Today, the Federal Communications Commission initiated a thorough review and modernization of the E-rate program,
building on reforms adopted in 2010 as well as the Commission's reforms of each of the other universal service
programs. During the past 15 years, support provided by the E-rate program has helped revolutionize schools' and
libraries' access to modern communications networks. E-rate-supported Internet connections are vital for learning, but
the connectivity needs of schools and libraries are changing due to evolution of digital learning. Last month, President
Obama called on the Commission to modernize the E-rate program to connect schools and libraries serving 99% of our
students to next-generation high-capacity broadband.

The E-rate program has played a vital role in connecting the Nation's schools and libraries.

E-rate was established in 1997 and is the federal government's largest education technology program.

When Congress passed the Telecommunications Act of 1996, only 14% of classrooms had Internet and most schools
with Internet access (74%) used dial-up Internet access.

By 2005, the E-rate program had successfully connected 94% of U.S. classrooms to the Internet, and by 2006, nearly
all public libraries were connected to the Internet (98%).

New digital learning technologies are opening transformative new opportunities for students, teachers and library

In schools, emerging educational technology allows an increasingly interactive and individualized learning
environment and expands school boundaries through distance learning applications.

In libraries, high-speed broadband access provides patrons the ability to apply for jobs; interact with federal, state,
local, and Tribal government agencies; engage in life-long learning; and stay in touch with friends and family.

The plummeting costs of tablets and netbooks, increasing Wi-Fi speeds, and innovative cloud-based software are
allowing this technological transformation of learning, much of which would have been impossible five years ago.

But too many U.S. schools and libraries do not have the bandwidth necessary to fully utilize the evolving learning

In response to a 2010 Commission survey of E-rate funded schools and libraries, half of respondents reported slower
connection speeds than the average American home and 39% cited cost of service as the greatest barrier to fully
meeting their broadband needs (2010 Commission survey).

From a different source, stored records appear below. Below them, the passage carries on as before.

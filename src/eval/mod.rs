//! MetricEngine: per-example metric records and dataset aggregation.

pub mod aggregate;
pub mod factuality;
pub mod metrics;

use crate::search::RetrievalResult;
use serde::{Deserialize, Serialize};
use std::collections::BTreeMap;

pub use aggregate::{aggregate, MetricSummary};
pub use factuality::{parse_factuality_response, FactualityJudge, FactualityVerdict};
pub use metrics::{
    normalize_answer_tokens, precision_at_k, recall_at_k, reciprocal_rank, token_f1, Metric,
    F1_NORMALIZATION_VERSION,
};

/// Per-example scores for every requested metric.
///
/// A metric that could not be computed keeps the 0.0 sentinel in `scores` and
/// gets an entry in `unscored` with the reason. Keys are report names.
#[derive(Debug, Clone, Default, PartialEq, Serialize, Deserialize)]
pub struct MetricRecord {
    pub scores: BTreeMap<String, f64>,
    #[serde(default, skip_serializing_if = "BTreeMap::is_empty")]
    pub unscored: BTreeMap<String, String>,
}

impl MetricRecord {
    /// Record with every metric present at 0.0.
    pub fn new(metrics: &[Metric]) -> Self {
        Self {
            scores: metrics.iter().map(|m| (m.name(), 0.0)).collect(),
            unscored: BTreeMap::new(),
        }
    }

    pub fn set(&mut self, metric: Metric, value: f64) {
        let name = metric.name();
        self.unscored.remove(&name);
        self.scores.insert(name, value);
    }

    pub fn mark_unscored(&mut self, metric: Metric, reason: impl Into<String>) {
        let name = metric.name();
        self.scores.insert(name.clone(), 0.0);
        self.unscored.insert(name, reason.into());
    }

    pub fn get(&self, metric: Metric) -> Option<f64> {
        self.scores.get(&metric.name()).copied()
    }

    pub fn is_unscored(&self, name: &str) -> bool {
        self.unscored.contains_key(name)
    }
}

/// Computes the configured metrics for one example at a time.
///
/// Local metrics are pure; the factuality value is computed by
/// [`FactualityJudge`] and handed in.
#[derive(Debug, Clone)]
pub struct MetricEngine {
    metrics: Vec<Metric>,
}

impl MetricEngine {
    pub fn new(metrics: Vec<Metric>) -> Self {
        Self { metrics }
    }

    pub fn metrics(&self) -> &[Metric] {
        &self.metrics
    }

    pub fn wants(&self, metric: Metric) -> bool {
        self.metrics.contains(&metric)
    }

    pub fn begin(&self) -> MetricRecord {
        MetricRecord::new(&self.metrics)
    }

    /// Score retrieval metrics, or mark them unscored with `Err(reason)`.
    pub fn score_retrieval(
        &self,
        record: &mut MetricRecord,
        retrieval: std::result::Result<&RetrievalResult, &str>,
        relevant_chunk_ids: &[String],
    ) {
        for &metric in self.metrics.iter().filter(|m| m.is_retrieval()) {
            match retrieval {
                Ok(result) => {
                    let value = match metric {
                        Metric::Recall(k) => recall_at_k(result, relevant_chunk_ids, k),
                        Metric::Precision(k) => precision_at_k(result, relevant_chunk_ids, k),
                        Metric::Mrr => reciprocal_rank(result, relevant_chunk_ids),
                        Metric::F1 | Metric::Factuality => continue,
                    };
                    record.set(metric, value);
                }
                Err(reason) => record.mark_unscored(metric, reason),
            }
        }
    }

    /// Score token F1, or mark it unscored with `Err(reason)`.
    pub fn score_f1(
        &self,
        record: &mut MetricRecord,
        generated: std::result::Result<&str, &str>,
        reference_answer: &str,
    ) {
        if !self.wants(Metric::F1) {
            return;
        }
        match generated {
            Ok(answer) => record.set(Metric::F1, token_f1(answer, reference_answer)),
            Err(reason) => record.mark_unscored(Metric::F1, reason),
        }
    }

    /// Record the judge's verdict, or mark factuality unscored with `Err(reason)`.
    pub fn score_factuality(
        &self,
        record: &mut MetricRecord,
        verdict: std::result::Result<&FactualityVerdict, &str>,
    ) {
        if !self.wants(Metric::Factuality) {
            return;
        }
        match verdict {
            Ok(verdict) => record.set(Metric::Factuality, verdict.score()),
            Err(reason) => record.mark_unscored(Metric::Factuality, reason),
        }
    }

    pub fn aggregate(&self, records: &[MetricRecord]) -> BTreeMap<String, MetricSummary> {
        aggregate(&self.metrics, records)
    }
}
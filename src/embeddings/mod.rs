//! Embedding providers for the vector retriever.

pub mod local;
pub mod openai;

use crate::error::Result;
use async_trait::async_trait;

pub use local::LocalEmbedder;
pub use openai::OpenAIEmbedder;

/// Maps text to fixed-dimension vectors.
///
/// Chunks and queries must go through the same embedder so their vectors are
/// comparable.
#[async_trait]
pub trait Embedder: Send + Sync {
    /// Embed texts, one vector per input, in input order.
    async fn embed_batch(&self, texts: &[String]) -> Result<Vec<Vec<f32>>>;

    /// Embed a single query.
    async fn embed_query(&self, text: &str) -> Result<Vec<f32>> {
        let mut vectors = self.embed_batch(&[text.to_string()]).await?;
        vectors
            .pop()
            .ok_or_else(|| crate::error::RagevalError::Embedding("Empty embedding response".to_string()))
    }

    fn dimensions(&self) -> usize;

    fn provider_name(&self) -> &'static str;
}
impl RunHandle {
    pub fn run_name(&self) -> &str {
        &self.run_name
    }

    pub fn metadata(&self) -> &RunMetadata {
        &self.metadata
    }

    pub fn len(&self) -> usize {
        self.results.len()
    }

    pub fn is_empty(&self) -> bool {
        self.results.is_empty()
    }

    /// Append one example result
    ///
    /// # Errors
    ///
    /// `InvalidInput` if `result.index` is out of range or not greater than
    /// the last appended index.
    ///
    /// A result carrying a `CANCELLED` failure marks the run cancelled.
    pub fn append(&mut self, result: ExampleResult) -> Result<()> {
        if result.index >= self.metadata.dataset_size {
            return Err(RagevalError::InvalidInput(format!(
                "Example index {} out of range for dataset of {}",
                result.index, self.metadata.dataset_size
            )));
        }
        if let Some(last) = self.results.last() {
            if result.index <= last.index {
                return Err(RagevalError::InvalidInput(format!(
                    "Example {} appended after example {}",
                    result.index, last.index
                )));
            }
        }
        log::debug!("Run {}: persisted example {}", self.run_name, result.index);
        if result.has_failure(FailureKind::Cancelled) {
            self.cancelled = true;
        }
        self.results.push(result);
        Ok(())
    }

    /// Note an example that was never started because the run was cancelled.
    pub fn record_skipped(&mut self) {
        self.cancelled = true;
        self.skipped += 1;
    }

    pub fn is_cancelled(&self) -> bool {
        self.cancelled
    }
}

/// Filesystem-backed run storage rooted at `runs_dir`.
#[derive(Debug, Clone)]
pub struct RunStore {
    root: PathBuf,
}
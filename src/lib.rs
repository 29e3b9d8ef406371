pub mod config;
pub mod error;
pub mod corpus;
pub mod search;
pub mod embeddings;
pub mod cache;
pub mod llm;
pub mod generation;
pub mod eval;
pub mod runs;
pub mod pipeline;

pub use config::Config;
pub use corpus::{Chunk, ChunkStore, Example};
pub use error::{RagevalError, Result};
pub use pipeline::Pipeline;
pub use runs::{RunRecord, RunStore};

One quarter of libraries still have broadband speeds of 1.5 Mbps or less, and only 9 percent of libraries have speeds of
100 Mbps or greater (2012 American Library Association survey).

Forty-one percent of libraries report that their speeds fail to meet their patrons' needs some or most of the time (2012
American Library Association survey).

There is extraordinary demand for existing E-rate support. For funding this year (2013-2014), schools and libraries
sought E-rate funding in excess of $4.9 billion.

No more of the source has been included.